• **Assignment**:
Write out the data below exactly, beginning with the first line and ending once the line that has "pub use application::IngestionPipeline;" is written.

• **The data**:

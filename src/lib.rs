//! Shoe Catalog - retailer listing ingestion
//!
//! Crawls a paginated shoe listing, enriches each product from its detail
//! page and upserts the normalized catalog into SQLite, one batch per page.

pub mod application;
pub mod domain;
pub mod infrastructure;

pub use application::IngestionPipeline;
pub use domain::{CatalogQuery, Gender, PriceOrder, ProductRecord, ProductStore, RunSummary};
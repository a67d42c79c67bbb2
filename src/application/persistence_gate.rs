//! Pre-fetch existence check against the durable store
//!
//! Matches on (name, brand, gender) only; color is not known until the
//! detail page has been fetched. A store error counts as "not found".

use std::sync::Arc;
use tracing::warn;

use crate::domain::{Gender, ProductStore};

pub struct PersistenceGate<P: ?Sized> {
    store: Arc<P>,
}

impl<P: ProductStore + ?Sized> PersistenceGate<P> {
    pub fn new(store: Arc<P>) -> Self {
        Self { store }
    }

    /// True when the item is already durable and should be skipped
    pub async fn already_ingested(&self, name: &str, brand: &str, gender: Gender) -> bool {
        match self.store.exists_by(name, brand, gender).await {
            Ok(exists) => exists,
            Err(e) => {
                warn!(
                    name,
                    brand,
                    gender = %gender,
                    "❌ Error checking store for existing product: {:#}",
                    e
                );
                false
            }
        }
    }
}
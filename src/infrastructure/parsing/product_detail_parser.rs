//! Product detail page extraction
//!
//! Description and color are both optional on the page; absence yields an
//! empty string rather than an error.

use scraper::{Html, Selector};
use tracing::debug;

use super::config::DetailSelectors;
use super::error::ParsingResult;
use super::fields::parse_color;
use super::{HtmlExtractor, compile_selector, element_text};

/// Enrichment data read from a detail page
#[derive(Debug, Clone, Default, PartialEq, Eq)]
pub struct ProductDetails {
    pub description: String,
    pub color: String,
}

pub struct ProductDetailParser {
    description: Selector,
    color_label: Selector,
}

impl ProductDetailParser {
    pub fn new(selectors: &DetailSelectors) -> ParsingResult<Self> {
        Ok(Self {
            description: compile_selector(&selectors.description)?,
            color_label: compile_selector(&selectors.color_label)?,
        })
    }
}

impl HtmlExtractor for ProductDetailParser {
    type Output = ProductDetails;

    fn extract(&self, document: &Html) -> Self::Output {
        let description = document
            .select(&self.description)
            .next()
            .map(|e| element_text(&e))
            .unwrap_or_default();
        if description.is_empty() {
            debug!("No description found");
        }

        let color = document
            .select(&self.color_label)
            .next()
            .map(|e| parse_color(&element_text(&e)))
            .unwrap_or_default();
        if color.is_empty() {
            debug!("No color found");
        }

        ProductDetails { description, color }
    }
}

• **Solution below**:
filename src/lib.rs
//! Shoe Catalog - retailer listing ingestion
//!
//! Crawls a paginated shoe listing, enriches each product from its detail
//! page and upserts the normalized catalog into SQLite, one batch per page.

pub mod application;
pub mod domain;
pub mod infrastructure;

pub use application::IngestionPipeline;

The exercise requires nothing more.